Under pressure to react to Covid-19 criticism, the insurance industry may offer more of an expert role rather than capacity for future crises

Insurers can take at least one lesson from the Covid-19 crisis: wording-based, flat denials of business interruption coverages during a time of global economic lockdown are not conducive to popularity.

Another lesson is the sheer scale of business interruption losses makes it impossible for insurers and reinsurers to offer, by themselves, real capacity for business interruption coverages for the next global pandemic event.

It is not surprising, then, that discussions have started to take place around the world about the setting up of risk-sharing mechanisms to make sure business owners are not abandoned if a threat like Covid-19 should happen again in the future.
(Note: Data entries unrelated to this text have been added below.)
//! Post-quantum addresses
//!
//! An address commits to `(network, version, key type, SHA-256(public key))`.
//! [`encode_address`] resolves the algorithm's key-type tag and hands the
//! fields to [`codec`], which owns the binary framing and checksum.

use serde::{Deserialize, Serialize};
use sha2::{Digest, Sha256};
use std::fmt;
use std::str::FromStr;
use thiserror::Error;

use crate::algorithm::AlgorithmId;

/// Protocol version written into every address
pub const PQ_ADDRESS_VERSION: u8 = 1;

#[derive(Error, Debug, Clone, PartialEq, Eq)]
pub enum AddressError {
    #[error("Unsupported algorithm for addresses: {0}")]
    UnsupportedAlgorithm(AlgorithmId),
    #[error("Malformed PQ address: {0}")]
    Malformed(String),
}

/// Network an address is valid on
#[derive(Debug, Clone, Copy, PartialEq, Eq, Hash, Serialize, Deserialize)]
#[serde(rename_all = "lowercase")]
pub enum PqNetwork {
    Mainnet,
    Testnet,
}

impl PqNetwork {
    /// Human-readable prefix of the bech32m encoding
    pub fn hrp(self) -> &'static str {
        match self {
            Self::Mainnet => "pq",
            Self::Testnet => "tpq",
        }
    }

    fn from_hrp(hrp: &str) -> Option<Self> {
        match hrp {
            "pq" => Some(Self::Mainnet),
            "tpq" => Some(Self::Testnet),
            _ => None,
        }
    }
}

impl fmt::Display for PqNetwork {
    fn fmt(&self, f: &mut fmt::Formatter<'_>) -> fmt::Result {
        match self {
            Self::Mainnet => f.write_str("mainnet"),
            Self::Testnet => f.write_str("testnet"),
        }
    }
}

impl FromStr for PqNetwork {
    type Err = String;

    fn from_str(s: &str) -> Result<Self, Self::Err> {
        match s {
            "mainnet" | "bitcoin" | "main" => Ok(Self::Mainnet),
            "testnet" | "test" => Ok(Self::Testnet),
            other => Err(format!("Unknown network: {}", other)),
        }
    }
}

/// Decoded address fields
#[derive(Debug, Clone, PartialEq, Eq)]
pub struct AddressFields {
    pub network: PqNetwork,
    pub version: u8,
    pub key_type: u8,
    pub public_key_hash: [u8; 32],
}

impl AddressFields {
    /// Algorithm this key-type tag belongs to, if known
    pub fn algorithm(&self) -> Option<AlgorithmId> {
        AlgorithmId::from_address_key_type(self.key_type)
    }
}

/// Encoded PQ address string
#[derive(Debug, Clone, PartialEq, Eq, Hash, Serialize, Deserialize)]
#[serde(transparent)]
pub struct PqAddress(String);

impl PqAddress {
    /// Parse and checksum-validate an address string.
    pub fn parse(s: &str) -> Result<Self, AddressError> {
        let fields = codec::decode(s)?;
        // Re-encode so the stored form is canonical lowercase
        codec::encode(&fields).map(Self)
    }

    pub fn as_str(&self) -> &str {
        &self.0
    }

    pub fn decode(&self) -> Result<AddressFields, AddressError> {
        codec::decode(&self.0)
    }

    /// Whether this address commits to `public_key`.
    pub fn matches_public_key(&self, public_key: &[u8]) -> bool {
        self.decode()
            .map(|f| f.public_key_hash == public_key_hash(public_key))
            .unwrap_or(false)
    }
}

impl fmt::Display for PqAddress {
    fn fmt(&self, f: &mut fmt::Formatter<'_>) -> fmt::Result {
        f.write_str(&self.0)
    }
}

impl AsRef<str> for PqAddress {
    fn as_ref(&self) -> &str {
        &self.0
    }
}

fn public_key_hash(public_key: &[u8]) -> [u8; 32] {
    Sha256::digest(public_key).into()
}

/// Encode `public_key` as an address for `algorithm` on `network`.
pub fn encode_address(
    public_key: &[u8],
    algorithm: AlgorithmId,
    network: PqNetwork,
) -> Result<PqAddress, AddressError> {
    let key_type = algorithm
        .address_key_type()
        .ok_or(AddressError::UnsupportedAlgorithm(algorithm))?;

    let fields = AddressFields {
        network,
        version: PQ_ADDRESS_VERSION,
        key_type,
        public_key_hash: public_key_hash(public_key),
    };

    codec::encode(&fields).map(PqAddress)
}

/// Bech32m framing: `hrp 1 [version | key_type | sha256(pk)] checksum`
pub mod codec {
    use super::{AddressError, AddressFields, PqNetwork};
    use bech32::primitives::decode::CheckedHrpstring;
    use bech32::{Bech32m, Hrp};

    /// version + key type + 32-byte hash
    pub const PAYLOAD_LEN: usize = 34;

    pub fn encode(fields: &AddressFields) -> Result<String, AddressError> {
        let hrp = Hrp::parse(fields.network.hrp())
            .map_err(|e| AddressError::Malformed(e.to_string()))?;

        let mut data = Vec::with_capacity(PAYLOAD_LEN);
        data.push(fields.version);
        data.push(fields.key_type);
        data.extend_from_slice(&fields.public_key_hash);

        bech32::encode::<Bech32m>(hrp, &data).map_err(|e| AddressError::Malformed(e.to_string()))
    }

    pub fn decode(address: &str) -> Result<AddressFields, AddressError> {
        let checked = CheckedHrpstring::new::<Bech32m>(address)
            .map_err(|e| AddressError::Malformed(e.to_string()))?;

        let hrp = checked.hrp().to_lowercase();
        let network = PqNetwork::from_hrp(&hrp)
            .ok_or_else(|| AddressError::Malformed(format!("unknown prefix '{}'", hrp)))?;

        let data: Vec<u8> = checked.byte_iter().collect();
        if data.len() != PAYLOAD_LEN {
            return Err(AddressError::Malformed(format!(
                "payload is {} bytes, expected {}",
                data.len(),
                PAYLOAD_LEN
            )));
        }

        let mut public_key_hash = [0u8; 32];
        public_key_hash.copy_from_slice(&data[2..]);

        Ok(AddressFields {
            network,
            version: data[0],
            key_type: data[1],
            public_key_hash,
        })
    }
}
//! Bitcoin address gating and message signature verification
//!
//! Only mainnet single-key addresses (P2PKH, P2WPKH) are accepted.
//!
//! Wallets disagree on how the signature header byte encodes the address
//! type, so verification runs twice:
//!
//! 1. **Classic** (BIP-137): the header range selects the address type
//!    (27-30 uncompressed P2PKH, 31-34 compressed P2PKH, 35-38 P2SH-P2WPKH,
//!    39-42 P2WPKH) and the address rebuilt for that type must match.
//! 2. **Segwit-aware** (Electrum): a compressed P2PKH header (31-34) only
//!    carries the recovery id, and the key matches if any of its single-key
//!    address forms do. Segwit headers (35-42) still pin their address type.
//!
//! Errors in either attempt count as a failed attempt, never as a hard error.

use base64::prelude::*;
use bitcoin::address::AddressType;
use bitcoin::hashes::Hash;
use bitcoin::secp256k1::ecdsa::{RecoverableSignature, RecoveryId};
use bitcoin::secp256k1::{Message, Secp256k1};
use bitcoin::sign_message::signed_msg_hash;
use bitcoin::{Address, CompressedPublicKey, Network, PublicKey};
use std::str::FromStr;
use thiserror::Error;

/// Compact recoverable signature plus header byte
const SIGNATURE_LEN: usize = 65;

#[derive(Error, Debug)]
enum BtcSignatureError {
    #[error("signature is not 65 bytes of base64")]
    InvalidEncoding,
    #[error("unknown header byte {0}")]
    InvalidHeader(u8),
    #[error("public key recovery failed: {0}")]
    Recovery(String),
    #[error("invalid address: {0}")]
    InvalidAddress(String),
}

#[derive(Debug, Clone, Copy, PartialEq, Eq)]
enum Convention {
    Classic,
    SegwitAware,
}

/// What the header byte says about the signing key.
#[derive(Debug, Clone, Copy, PartialEq, Eq)]
enum HeaderKind {
    P2pkhUncompressed,
    P2pkhCompressed,
    P2shP2wpkh,
    P2wpkh,
}

impl HeaderKind {
    fn from_header(header: u8) -> Result<Self, BtcSignatureError> {
        match header {
            27..=30 => Ok(Self::P2pkhUncompressed),
            31..=34 => Ok(Self::P2pkhCompressed),
            35..=38 => Ok(Self::P2shP2wpkh),
            39..=42 => Ok(Self::P2wpkh),
            other => Err(BtcSignatureError::InvalidHeader(other)),
        }
    }

}

fn parse_mainnet_address(address: &str) -> Result<Address, BtcSignatureError> {
    Address::from_str(address)
        .map_err(|e| BtcSignatureError::InvalidAddress(e.to_string()))?
        .require_network(Network::Bitcoin)
        .map_err(|e| BtcSignatureError::InvalidAddress(e.to_string()))
}

fn is_supported_type(address: &Address) -> bool {
    matches!(
        address.address_type(),
        Some(AddressType::P2pkh) | Some(AddressType::P2wpkh)
    )
}

/// Whether `address` is a mainnet P2PKH or P2WPKH address.
pub fn is_valid_bitcoin_address(address: &str) -> bool {
    parse_mainnet_address(address)
        .map(|a| is_supported_type(&a))
        .unwrap_or(false)
}

/// Verify a base64 Bitcoin message signature against `address`.
pub fn is_valid_bitcoin_signature(message: &str, signature: &str, address: &str) -> bool {
    match verify_with(Convention::Classic, message, signature, address) {
        Ok(true) => return true,
        Ok(false) => {}
        Err(e) => log::debug!("Classic signature check failed: {}", e),
    }

    match verify_with(Convention::SegwitAware, message, signature, address) {
        Ok(valid) => valid,
        Err(e) => {
            log::debug!("Segwit-aware signature check failed: {}", e);
            false
        }
    }
}

fn verify_with(
    convention: Convention,
    message: &str,
    signature: &str,
    address: &str,
) -> Result<bool, BtcSignatureError> {
    let target = parse_mainnet_address(address)?;
    let (kind, key) = recover_signer(message, signature)?;

    let candidates = match convention {
        Convention::Classic => vec![address_for(kind, key)],
        Convention::SegwitAware => match kind {
            HeaderKind::P2pkhUncompressed => return Ok(false),
            HeaderKind::P2shP2wpkh | HeaderKind::P2wpkh => vec![address_for(kind, key)],
            HeaderKind::P2pkhCompressed => {
                let compressed = CompressedPublicKey(key);
                vec![
                    Address::p2pkh(PublicKey::new(key).pubkey_hash(), Network::Bitcoin),
                    Address::p2wpkh(&compressed, Network::Bitcoin),
                    Address::p2shwpkh(&compressed, Network::Bitcoin),
                ]
            }
        },
    };

    Ok(candidates.iter().any(|candidate| *candidate == target))
}

/// Recover the signing key from a BIP-137 style signature over the
/// standard `"\x18Bitcoin Signed Message:\n"` digest.
fn recover_signer(
    message: &str,
    signature: &str,
) -> Result<(HeaderKind, bitcoin::secp256k1::PublicKey), BtcSignatureError> {
    let bytes = BASE64_STANDARD
        .decode(signature.trim())
        .map_err(|_| BtcSignatureError::InvalidEncoding)?;
    if bytes.len() != SIGNATURE_LEN {
        return Err(BtcSignatureError::InvalidEncoding);
    }

    let header = bytes[0];
    let kind = HeaderKind::from_header(header)?;
    let recovery_id = RecoveryId::from_i32(i32::from((header - 27) & 3))
        .map_err(|e| BtcSignatureError::Recovery(e.to_string()))?;
    let signature = RecoverableSignature::from_compact(&bytes[1..], recovery_id)
        .map_err(|e| BtcSignatureError::Recovery(e.to_string()))?;

    let digest = Message::from_digest(signed_msg_hash(message).to_byte_array());
    let secp = Secp256k1::verification_only();
    let key = secp
        .recover_ecdsa(&digest, &signature)
        .map_err(|e| BtcSignatureError::Recovery(e.to_string()))?;

    Ok((kind, key))
}

fn address_for(kind: HeaderKind, key: bitcoin::secp256k1::PublicKey) -> Address {
    let compressed = CompressedPublicKey(key);
    match kind {
        HeaderKind::P2pkhUncompressed => {
            let pk = PublicKey {
                compressed: false,
                inner: key,
            };
            Address::p2pkh(pk.pubkey_hash(), Network::Bitcoin)
        }
        HeaderKind::P2pkhCompressed => Address::p2pkh(PublicKey::new(key).pubkey_hash(), Network::Bitcoin),
        HeaderKind::P2shP2wpkh => Address::p2shwpkh(&compressed, Network::Bitcoin),
        HeaderKind::P2wpkh => Address::p2wpkh(&compressed, Network::Bitcoin),
    }
}
#![no_main]

use libfuzzer_sys::fuzz_target;
use pqlink_core::address::codec;
use pqlink_core::PqAddress;

fuzz_target!(|data: &[u8]| {
    let Ok(s) = std::str::from_utf8(data) else {
        return;
    };

    // Anything that decodes must re-encode to the same fields.
    if let Ok(fields) = codec::decode(s) {
        let encoded = codec::encode(&fields).expect("decoded fields re-encode");
        assert_eq!(codec::decode(&encoded).ok(), Some(fields));
    }

    // Exercise the known prefixes too
    let _ = PqAddress::parse(&format!("pq1{}", s));
    let _ = PqAddress::parse(&format!("tpq1{}", s));
});
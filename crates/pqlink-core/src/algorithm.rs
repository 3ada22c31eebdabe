//! Supported post-quantum signature algorithms
//!
//! Each algorithm owns a distinct hardened BIP-85 subtree (its numeric id is
//! the last path segment) and a fixed seed length.

use serde::{Deserialize, Serialize};
use std::fmt;
use std::str::FromStr;

/// Width of the HMAC-SHA512 output that entropy is truncated from.
pub const MAX_ENTROPY_LEN: usize = 64;

/// Static per-algorithm parameters.
#[derive(Debug, Clone, Copy, PartialEq, Eq)]
pub struct AlgorithmConfig {
    /// Final hardened index in the BIP-85 derivation path
    pub index: u32,
    /// Bytes of derived entropy fed to key generation
    pub entropy_len: usize,
    /// Key-type tag written into PQ addresses (`None` = not addressable)
    pub address_key_type: Option<u8>,
    /// Display name used in bundles and logs
    pub name: &'static str,
}

/// Post-quantum algorithm selector.
#[derive(Debug, Clone, Copy, PartialEq, Eq, PartialOrd, Ord, Hash, Serialize, Deserialize)]
pub enum AlgorithmId {
    /// Reserved for reproducing the published BIP-85 vectors.
    #[serde(rename = "TEST")]
    Test,
    /// ML-DSA-44 (FIPS 204)
    #[serde(rename = "ML-DSA-44")]
    MlDsa44,
    /// SLH-DSA-SHA2-128s (FIPS 205)
    #[serde(rename = "SLH-DSA-SHA2-128s")]
    SlhDsaSha2_128s,
}

const TEST_CONFIG: AlgorithmConfig = AlgorithmConfig {
    index: 0,
    entropy_len: 64,
    address_key_type: None,
    name: "TEST",
};

const ML_DSA_44_CONFIG: AlgorithmConfig = AlgorithmConfig {
    index: 1,
    entropy_len: 32,
    address_key_type: Some(0x01),
    name: "ML-DSA-44",
};

const SLH_DSA_SHA2_128S_CONFIG: AlgorithmConfig = AlgorithmConfig {
    index: 2,
    entropy_len: 48,
    address_key_type: Some(0x02),
    name: "SLH-DSA-SHA2-128s",
};

impl AlgorithmId {
    /// Algorithms that produce signing keys, in signing order.
    pub const SIGNING: [AlgorithmId; 2] = [AlgorithmId::MlDsa44, AlgorithmId::SlhDsaSha2_128s];

    /// Configuration table lookup
    pub const fn config(self) -> &'static AlgorithmConfig {
        match self {
            Self::Test => &TEST_CONFIG,
            Self::MlDsa44 => &ML_DSA_44_CONFIG,
            Self::SlhDsaSha2_128s => &SLH_DSA_SHA2_128S_CONFIG,
        }
    }

    pub const fn index(self) -> u32 {
        self.config().index
    }

    pub const fn entropy_len(self) -> usize {
        self.config().entropy_len
    }

    pub const fn address_key_type(self) -> Option<u8> {
        self.config().address_key_type
    }

    pub const fn name(self) -> &'static str {
        self.config().name
    }

    /// Reverse lookup from a BIP-85 index.
    pub fn from_index(index: u32) -> Option<Self> {
        [Self::Test, Self::MlDsa44, Self::SlhDsaSha2_128s]
            .into_iter()
            .find(|a| a.index() == index)
    }

    /// Reverse lookup from an address key-type tag.
    pub fn from_address_key_type(tag: u8) -> Option<Self> {
        Self::SIGNING
            .into_iter()
            .find(|a| a.address_key_type() == Some(tag))
    }
}

impl fmt::Display for AlgorithmId {
    fn fmt(&self, f: &mut fmt::Formatter<'_>) -> fmt::Result {
        f.write_str(self.name())
    }
}

impl FromStr for AlgorithmId {
    type Err = String;

    fn from_str(s: &str) -> Result<Self, Self::Err> {
        match s.to_ascii_lowercase().as_str() {
            "ml-dsa-44" | "mldsa44" => Ok(Self::MlDsa44),
            "slh-dsa-sha2-128s" | "slhdsa128s" => Ok(Self::SlhDsaSha2_128s),
            "test" => Ok(Self::Test),
            other => Err(format!("Unknown algorithm: {}", other)),
        }
    }
}
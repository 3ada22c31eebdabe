//! CLI configuration: parsed from TOML file + environment variable overrides.
//!
//! Priority: environment variables > config file > defaults.

use anyhow::{Context, Result};
use pqlink_core::PqNetwork;
use serde::{Deserialize, Serialize};
use std::path::Path;

const LOG_LEVELS: [&str; 6] = ["off", "error", "warn", "info", "debug", "trace"];

/// Top-level configuration
#[derive(Debug, Clone, Default, Serialize, Deserialize)]
pub struct PqlinkConfig {
    #[serde(default)]
    pub general: GeneralSection,

    /// PQ address settings
    #[serde(default)]
    pub address: AddressSection,

    /// Output formatting
    #[serde(default)]
    pub output: OutputSection,
}

#[derive(Debug, Clone, Serialize, Deserialize)]
pub struct GeneralSection {
    /// Log level (off, error, warn, info, debug, trace)
    #[serde(default = "default_log_level")]
    pub log_level: String,
}

impl Default for GeneralSection {
    fn default() -> Self {
        Self {
            log_level: default_log_level(),
        }
    }
}

#[derive(Debug, Clone, Serialize, Deserialize)]
pub struct AddressSection {
    /// PQ address network: "mainnet" or "testnet"
    #[serde(default = "default_network")]
    pub network: String,
}

impl Default for AddressSection {
    fn default() -> Self {
        Self {
            network: default_network(),
        }
    }
}

#[derive(Debug, Clone, Serialize, Deserialize)]
pub struct OutputSection {
    /// Pretty-print JSON output
    #[serde(default = "default_pretty")]
    pub pretty: bool,
}

impl Default for OutputSection {
    fn default() -> Self {
        Self {
            pretty: default_pretty(),
        }
    }
}

fn default_log_level() -> String {
    "info".to_string()
}

fn default_network() -> String {
    "mainnet".to_string()
}

fn default_pretty() -> bool {
    true
}

impl PqlinkConfig {
    /// Load configuration from a TOML file.
    pub fn from_file(path: &Path) -> Result<Self> {
        let contents = std::fs::read_to_string(path)
            .with_context(|| format!("Failed to read config file: {}", path.display()))?;
        let config: PqlinkConfig =
            toml::from_str(&contents).with_context(|| "Failed to parse TOML config")?;
        Ok(config)
    }

    /// Like [`from_file`](Self::from_file), but a missing file yields defaults.
    pub fn load(path: &Path) -> Result<Self> {
        if path.exists() {
            Self::from_file(path)
        } else {
            Ok(Self::default())
        }
    }

    /// Apply environment variable overrides.
    ///
    /// Supported env vars:
    /// - `PQLINK_LOG_LEVEL`
    /// - `PQLINK_NETWORK`
    /// - `PQLINK_PRETTY`
    pub fn apply_env_overrides(&mut self) {
        if let Ok(v) = std::env::var("PQLINK_LOG_LEVEL") {
            self.general.log_level = v;
        }
        if let Ok(v) = std::env::var("PQLINK_NETWORK") {
            self.address.network = v;
        }
        if let Ok(v) = std::env::var("PQLINK_PRETTY") {
            if let Ok(pretty) = v.parse::<bool>() {
                self.output.pretty = pretty;
            }
        }
    }

    /// Parse the configured network.
    pub fn network(&self) -> Result<PqNetwork> {
        self.address
            .network
            .parse::<PqNetwork>()
            .map_err(anyhow::Error::msg)
    }

    /// Validate that the configuration is usable.
    pub fn validate(&self) -> Result<()> {
        anyhow::ensure!(
            LOG_LEVELS.contains(&self.general.log_level.to_ascii_lowercase().as_str()),
            "general.log_level must be one of {:?}",
            LOG_LEVELS
        );

        self.network()
            .context("address.network must be \"mainnet\" or \"testnet\"")?;

        Ok(())
    }
}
In the UK, a steering group, led by Convex’s Stephen Catlin, has been created by the industry to formulate a response to future pandemics. It is working alongside Pool Re, the UK’s terrorism reinsurance backstop.

Elsewhere, on April 22 France’s insurance association, the Fédération Française de l’Assurance (FFA), announced it is working on a plan to create a pandemic mechanism, which it aims to have ready to send to the government before the end of this year.

In the US members of Congress and state parliaments have started to discuss ways to guarantee business interruption coverages for businesses affected by pandemics. Ideas have been floated such as the incorporation of pandemic risks into the Terrorism Risk Insurance Act (Tria), the US’s terrorism risk government backstop, or to be covered by a specialised mechanism, perhaps similar to the National Flood Insurance Programme (NFIP) or Tria itself.

 

Tax-payer burden

The industry has its work cut out in this matter. After all, it will need to convince governments the “sharing” part of the idea will be done mostly, if not exclusively, by the tax-payer.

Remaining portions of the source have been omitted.